IMPORTANT If performing a fresh install of CSM 1.4.0 or 1.4.1, then skip this procedure. This procedure should only be done during installs of CSM 1.4 patch version 1.4.2 or later.

This procedure upgrades the Ceph version on storage nodes from v16.2.9 to v16.2.13. The v16.2.13 image is in Nexus and after Ceph has been upgraded, all Ceph daemons, except for the monitoring stack, will be using the image in Nexus. The next step uploads the Ceph monitoring container images to Nexus and redeploys the Ceph monitoring stack so that they use the images in Nexus.
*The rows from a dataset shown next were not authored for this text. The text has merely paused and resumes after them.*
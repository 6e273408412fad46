//! ADSR envelope with a releasable tail.
//!
//! The attack/decay/sustain stages form the main chain. The release stage is
//! a detached run in the same arena, authored starting at time 0. Releasing
//! moves that run to the release time and reads the envelope through a
//! `MergedView`; resetting restores the run from its template, so repeated
//! trigger/reset cycles never accumulate rounding error.

use alloc::vec::Vec;

use bp_ir::{Breakpoint, BreakpointChain, InterpKind, NodeKey};

use crate::cursor::{Cursor, SeekStep};
use crate::envelope::{checked_breakpoint, Bounds, EditError, Envelope};
use crate::sample::sample_view;
use crate::view::{MergedView, Splice};

/// Shortest stage duration, in seconds.
pub const MIN_STAGE_DURATION: f64 = 1e-3;

/// Lifecycle state.
#[derive(Clone, Copy, Debug, Default, PartialEq, Eq)]
pub enum AdsrStage {
    /// Not released: attack, decay, then sustain held indefinitely.
    #[default]
    Idle,
    /// The release run has been joined at `release_offset`.
    Released,
}

/// Attack, decay, sustain and release settings after clamping.
#[derive(Clone, Copy, Debug, PartialEq)]
pub struct AdsrParams {
    pub attack: f64,
    pub decay: f64,
    pub sustain: f64,
    pub release: f64,
}

impl AdsrParams {
    fn clamped(attack: f64, decay: f64, sustain: f64, release: f64) -> Self {
        Self {
            attack: stage_duration("attack", attack),
            decay: stage_duration("decay", decay),
            sustain: sustain_level(sustain),
            release: stage_duration("release", release),
        }
    }
}

fn stage_duration(stage: &str, duration: f64) -> f64 {
    if duration >= MIN_STAGE_DURATION {
        return duration;
    }
    log::warn!("{stage} duration {duration} raised to {MIN_STAGE_DURATION}");
    MIN_STAGE_DURATION
}

fn sustain_level(level: f64) -> f64 {
    if (0.0..=1.0).contains(&level) {
        return level;
    }
    let clamped = if level > 1.0 { 1.0 } else { 0.0 };
    log::warn!("sustain level {level} clamped to {clamped}");
    clamped
}

/// An ADSR envelope.
#[derive(Clone, Debug)]
pub struct AdsrEnvelope {
    env: Envelope,
    params: AdsrParams,
    sustain_key: NodeKey,
    release_head: NodeKey,
    release_keys: Vec<NodeKey>,
    release_template: Vec<Breakpoint>,
    splice: Option<Splice>,
    release_offset: f64,
}

impl AdsrEnvelope {
    pub fn new(attack: f64, decay: f64, sustain: f64, release: f64) -> Self {
        let params = AdsrParams::clamped(attack, decay, sustain, release);
        let AdsrParams { attack: a, decay: d, sustain: s, release: r } = params;

        let mut chain = BreakpointChain::from_breakpoints([
            Breakpoint::with_params(0.0, 0.0, InterpKind::CubicBezier, &[0.3 * a, 0.6, 0.6 * a, 0.95]),
            Breakpoint::new(a, 1.0, InterpKind::Exponential),
            Breakpoint::new(a + d, s, InterpKind::NearestNeighbour),
        ]);
        let sustain_key = chain.last().unwrap_or_default();

        let release_template = alloc::vec![
            Breakpoint::with_params(0.0, s, InterpKind::CubicBezier, &[0.25 * r, 0.3 * s, 0.6 * r, 0.05 * s]),
            Breakpoint::new(r, 0.0, InterpKind::Linear),
        ];
        let release_head = chain.push_detached(release_template.iter().cloned()).unwrap_or_default();
        let release_keys = chain.iter_from(release_head).map(|(key, _)| key).collect();

        let mut env = Envelope::from_chain(chain);
        env.bounds = Bounds { min_time: 0.0, max_time: a + d + r, min_value: 0.0, max_value: 1.0 };

        Self {
            env,
            params,
            sustain_key,
            release_head,
            release_keys,
            release_template,
            splice: None,
            release_offset: 0.0,
        }
    }

    pub fn params(&self) -> AdsrParams {
        self.params
    }

    pub fn stage(&self) -> AdsrStage {
        if self.splice.is_some() { AdsrStage::Released } else { AdsrStage::Idle }
    }

    pub fn is_released(&self) -> bool {
        self.splice.is_some()
    }

    /// Time the release run was joined at (0 while idle).
    pub fn release_offset(&self) -> f64 {
        self.release_offset
    }

    /// The attack/decay/sustain chain.
    pub fn chain(&self) -> &BreakpointChain {
        &self.env.chain
    }

    /// Release breakpoints at their current (possibly shifted) times.
    pub fn release_breakpoints(&self) -> impl Iterator<Item = &Breakpoint> + '_ {
        self.env.chain.iter_from(self.release_head).map(|(_, bp)| bp)
    }

    pub fn bounds(&self) -> &Bounds {
        &self.env.bounds
    }

    /// Join the release stage at `time`.
    pub fn release(&mut self, time: f64) {
        let time = if time >= 0.0 {
            time
        } else {
            log::warn!("release time {time} clamped to 0");
            0.0
        };
        self.place_release(time);
        self.release_offset = time;
        self.splice = Splice::locate(&self.env.chain, self.release_head);
        self.env.cursor = Cursor::at(Some(self.release_head), time);
        log::debug!("adsr released at t={time}");
    }

    /// Return to the idle state with the release run back at time 0.
    pub fn reset(&mut self) {
        self.place_release(0.0);
        self.release_offset = 0.0;
        self.splice = None;
        self.env.cursor = Cursor::at(self.env.chain.first(), 0.0);
    }

    fn place_release(&mut self, offset: f64) {
        for (&key, template) in self.release_keys.iter().zip(&self.release_template) {
            if let Some(bp) = self.env.chain.get_mut(key) {
                *bp = template.clone();
                if offset != 0.0 {
                    bp.shift_time(offset);
                }
            }
        }
    }

    /// Move the cursor to `time`.
    pub fn set_time(&mut self, time: f64) -> SeekStep {
        let env = &mut self.env;
        match self.splice {
            Some(splice) => env.cursor.set_time(&MergedView::new(&env.chain, splice), time),
            None => env.cursor.set_time(&env.chain, time),
        }
    }

    pub fn current_value(&self) -> f64 {
        let env = &self.env;
        match self.splice {
            Some(splice) => env.cursor.value(&MergedView::new(&env.chain, splice)),
            None => env.cursor.value(&env.chain),
        }
    }

    pub fn value_at(&mut self, time: f64) -> f64 {
        self.set_time(time);
        self.current_value()
    }

    pub fn time_now(&self) -> f64 {
        self.env.cursor.time_now()
    }

    /// Insert into the attack/decay/sustain chain.
    pub fn insert_breakpoint(
        &mut self,
        time: f64,
        value: f64,
        kind: InterpKind,
        params: &[f64],
    ) -> Result<NodeKey, EditError> {
        let key = self.env.insert(checked_breakpoint(time, value, kind, params)?);
        if self.splice.is_some() {
            self.splice = Splice::locate(&self.env.chain, self.release_head);
        }
        Ok(key)
    }

    /// Sample for display without touching the live cursor. While idle the
    /// preview is released at the end of the decay stage.
    pub fn sample_curve(&self, width: usize, height: f64) -> Vec<f64> {
        let bounds = self.env.bounds;
        match self.splice {
            Some(splice) => {
                let mut bounds = bounds;
                bounds.max_time = bounds.max_time.max(self.release_end());
                sample_view(&MergedView::new(&self.env.chain, splice), &bounds, width, height)
            }
            None => {
                let mut preview = self.clone();
                let at = self.env.chain.get(self.sustain_key).map_or(0.0, |bp| bp.time);
                preview.release(at);
                preview.sample_curve(width, height)
            }
        }
    }

    fn release_end(&self) -> f64 {
        self.release_breakpoints().last().map_or(0.0, |bp| bp.time)
    }
}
Then the local Docker registries on storage nodes will be stopped. Finally, Smartmon metrics will be enabled on Storage nodes.

Steps

  1. Upgrade Ceph and stop local Docker registries
  2. Enable Smartmon Metrics on Storage NCNs

1. Upgrade Ceph and stop local Docker registries

  1. (ncn-m001#) Run Ceph upgrade to v16.2.13.
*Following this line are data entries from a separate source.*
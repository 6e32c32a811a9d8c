//! # Error Handling
//!
//! Every fallible operation in this crate returns [`QueryError`]. Input problems (bad JSON, a
//! disallowed field, an unknown operator) are reported with enough detail to show to the caller,
//! while failures from the database are tagged with the stage that produced them and logged
//! rather than exposed.
//!
//! Compilation itself never fails: an unknown operator or a malformed `between` value degrades to
//! an equality predicate. Use [`validate_filter_group`](crate::validate_filter_group) before
//! compiling when that permissiveness is not wanted.
//!
//! ## Usage with Axum
//!
//! ```rust,ignore
//! use querycrate::{ListQuery, QueryError, execute_with_count};
//!
//! async fn list_users(
//!     State(db): State<DatabaseConnection>,
//!     Query(params): Query<ListParams>,
//! ) -> Result<Json<Vec<user::Model>>, QueryError> {
//!     let query = params.into_query(&["age", "first_name"], &["age"])?;
//!     let (main, count) = query.apply_with_count(user::Entity::find(), db.get_database_backend());
//!     let (rows, _total) = execute_with_count(&db, main, count).await?;
//!     Ok(Json(rows))
//! }
//! ```

use axum::{
    Json,
    http::StatusCode,
    response::{IntoResponse, Response},
};
use sea_orm::DbErr;
use serde::Serialize;
use std::fmt;

/// Convenience alias used throughout the crate.
pub type Result<T, E = QueryError> = std::result::Result<T, E>;

/// Which raw parameter failed to parse.
#[derive(Debug, Clone, Copy, PartialEq, Eq)]
pub enum InputKind {
    Filter,
    Sort,
}

impl fmt::Display for InputKind {
    fn fmt(&self, f: &mut fmt::Formatter<'_>) -> fmt::Result {
        match self {
            Self::Filter => f.write_str("filter"),
            Self::Sort => f.write_str("sort"),
        }
    }
}

/// Where a disallowed field was referenced.
#[derive(Debug, Clone, Copy, PartialEq, Eq)]
pub enum FieldUsage {
    Filter,
    Sort,
}

impl fmt::Display for FieldUsage {
    fn fmt(&self, f: &mut fmt::Formatter<'_>) -> fmt::Result {
        match self {
            Self::Filter => f.write_str("filter"),
            Self::Sort => f.write_str("sort"),
        }
    }
}

/// The query that failed in [`execute_with_count`](crate::execute_with_count).
#[derive(Debug, Clone, Copy, PartialEq, Eq)]
pub enum QueryStage {
    Count,
    Main,
}

impl fmt::Display for QueryStage {
    fn fmt(&self, f: &mut fmt::Formatter<'_>) -> fmt::Result {
        match self {
            Self::Count => f.write_str("count"),
            Self::Main => f.write_str("main"),
        }
    }
}

#[derive(Debug, thiserror::Error)]
pub enum QueryError {
    /// The raw JSON did not parse into the expected shape
    #[error("invalid {input} parameter: {source}")]
    MalformedInput {
        input: InputKind,
        #[source]
        source: serde_json::Error,
    },

    #[error("filter group logic must be 'and' or 'or', got '{0}'")]
    InvalidLogic(String),

    #[error("filter field cannot be empty")]
    EmptyField,

    #[error("invalid operator: {0}")]
    UnknownOperator(String),

    /// Allowlist violation, checked before any predicate is compiled
    #[error("{usage} field '{field}' is not allowed")]
    DisallowedField { usage: FieldUsage, field: String },

    #[error("failed to encode query parameter: {0}")]
    Serialization(#[source] serde_json::Error),

    /// The database rejected the count or the main query
    #[error("failed to execute {stage} query: {source}")]
    Execution {
        stage: QueryStage,
        #[source]
        source: DbErr,
    },
}

impl QueryError {
    pub(crate) fn malformed(input: InputKind, source: serde_json::Error) -> Self {
        Self::MalformedInput { input, source }
    }

    pub(crate) fn disallowed(usage: FieldUsage, field: impl Into<String>) -> Self {
        Self::DisallowedField {
            usage,
            field: field.into(),
        }
    }

    pub(crate) fn execution(stage: QueryStage, source: DbErr) -> Self {
        Self::Execution { stage, source }
    }

    /// True when the error was caused by the caller's input rather than the database.
    #[must_use]
    pub fn is_client_error(&self) -> bool {
        !matches!(self, Self::Execution { .. } | Self::Serialization(_))
    }

    fn status_code(&self) -> StatusCode {
        if self.is_client_error() {
            StatusCode::BAD_REQUEST
        } else {
            StatusCode::INTERNAL_SERVER_ERROR
        }
    }

    /// Message safe to send to API users
    fn user_message(&self) -> String {
        if self.is_client_error() {
            self.to_string()
        } else {
            "A database error occurred".to_string()
        }
    }

    /// Uses `tracing`; silent unless the application installed a subscriber.
    pub(crate) fn log_internal(&self) {
        match self {
            Self::Execution { stage, source } => {
                tracing::error!(stage = %stage, error = ?source, "Query execution failed");
            }
            Self::Serialization(source) => {
                tracing::error!(error = %source, "Query parameter encoding failed");
            }
            _ => {
                tracing::debug!(error = %self, "Rejected query parameters");
            }
        }
    }
}

#[derive(Serialize)]
struct ErrorResponse {
    error: String,
}

impl IntoResponse for QueryError {
    fn into_response(self) -> Response {
        self.log_internal();

        let body = ErrorResponse {
            error: self.user_message(),
        };
        (self.status_code(), Json(body)).into_response()
    }
}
    /usr/share/doc/csm/upgrade/scripts/ceph/ceph-upgrade-tool.py --version "v16.2.13"
    
  2. (ncn-m001#) Redeploy Ceph monitoring daemons so they are using images in Nexus.

    scp /usr/share/doc/csm/scripts/operations/ceph/redeploy_monitoring_stack_to_nexus.sh ncn-s001:/srv/cray/scripts/common/redeploy_monitoring_stack_to_nexus.sh
    ssh ncn-s001 "/srv/cray/scripts/common/redeploy_monitoring_stack_to_nexus.sh"
    
  3. (ncn-m001#) Stop the local Docker registries on all storage nodes.

    scp /usr/share/doc/csm/scripts/operations/ceph/disable_local_registry.sh ncn-s001:/srv/cray/scripts/common/disable_local_registry.sh
    ssh ncn-s001 "/srv/cray/scripts/common/disable_local_registry.sh"
    

2. Enable Smartmon Metrics on Storage NCNs

This step will install the smart-mon rpm on storage nodes, and reconfigure the node-exporter to provide smartmon metrics.

  1. (ncn-m001#) Execute the following script.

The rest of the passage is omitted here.